Desperate claws scrambled to craft a new handkerchief and wipe his streaming face. "N-no! No, no-- snff! absolutely not! Worry about yourself Char-Char, I'm fi--....f-fihh...!"
Hang up, pinch your nose shut, do anything but--
"HET'SHHH'HIEW!" Lucifer doubled over.
–sneeze.
"Oh geez, that sounded terrible!” Charlie gasped, “Is that why you've been in your room all day? Are you sick?"
A sudden, very obvious realization hit him. Silently the fallen king sunk into his mattress, wishing he could be swallowed by his comforter. His cheeks burned. The familiar description. The taunting. 
“Can I. Call you back, Stardust?” 
“What? Whoa, whoa, wait, we’re not finished here–” With a final monotone beep, the call ended.
"You.” Lucifer clenched his fangs.
“Yes?” Alastor hummed non-chalantly. “YOU.”
“Gracious! No need to shout. Even The Devil Himself should know that a sickly patient musn’t raise his voice, lest it get worse than it already is!”

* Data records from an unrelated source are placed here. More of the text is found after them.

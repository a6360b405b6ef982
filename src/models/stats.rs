// src/models/stats.rs

use serde::{Deserialize, Serialize};

/// Counters describing a single matching run.
#[derive(Debug, Clone, Default, Serialize, Deserialize)]
pub struct MatchRunStats {
    pub gazette_records: usize,
    pub registry_rows: usize,
    pub rows_without_name: usize,
    pub candidates_considered: usize,
    pub accepted: usize,
    pub review: usize,
    pub discarded: usize,
    pub deduplicated: usize,
}

/// Counters describing a single persistence pass.
#[derive(Debug, Clone, Copy, Default, Serialize, Deserialize)]
pub struct UpsertStats {
    pub inserted: u64,
    pub updated: u64,
    pub failed_batches: u64,
}
// src/matching/similarity.rs - Composite fuzzy scoring

use std::collections::HashSet;

use strsim::jaro_winkler;

const JARO_WINKLER_WEIGHT: f64 = 0.7;
const JACCARD_WEIGHT: f64 = 0.3;

/// Jaccard similarity over token *sets* (duplicates collapsed), with a
/// union-size floor of 1 so two empty sets score 0 instead of dividing by
/// zero.
pub fn jaccard(a: &HashSet<String>, b: &HashSet<String>) -> f64 {
    let intersection = a.intersection(b).count();
    let union = a.union(b).count().max(1);
    intersection as f64 / union as f64
}

/// Weighted blend used by the fuzzy mode: 0.7 Jaro-Winkler on the normalized
/// names plus 0.3 Jaccard on the token sets. Jaro-Winkler carries the
/// character-level misspelling tolerance; Jaccard anchors the score to how
/// many whole tokens the two names actually share.
pub fn composite_score(
    norm_a: &str,
    norm_b: &str,
    tokens_a: &HashSet<String>,
    tokens_b: &HashSet<String>,
) -> f64 {
    JARO_WINKLER_WEIGHT * jaro_winkler(norm_a, norm_b) + JACCARD_WEIGHT * jaccard(tokens_a, tokens_b)
}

“Watch your back, bellhop. Next time I see you, no ring of Hell will compare to what I-- koff! I’ll–" The threat died with a wheeze, breaking into another ill-timed fit.
"And that's all for tonight, folks!" The radio suddenly hopped back to life, "Tomorrow's show may be a little dicey schedule wise, as our guest star is feeling quite unwell. Will he finally exit his literal and proverbial cave of sorrows for once in his miserable life? Or, much like his saintly past, will pride once again be his downfall--"
"Dad! Are you– eep!"
Charlie's entrance was suddenly interrupted when a black fist rained down on the damned noise box, breaking in a fit of bouncing springs and wooden splinters. The room stilled until a meek, nervous chuckle finally broke the spell.
"Charlie, dear?"
"Y…yeah?"
"Um. Could. Could I trouble you for a glass of water?"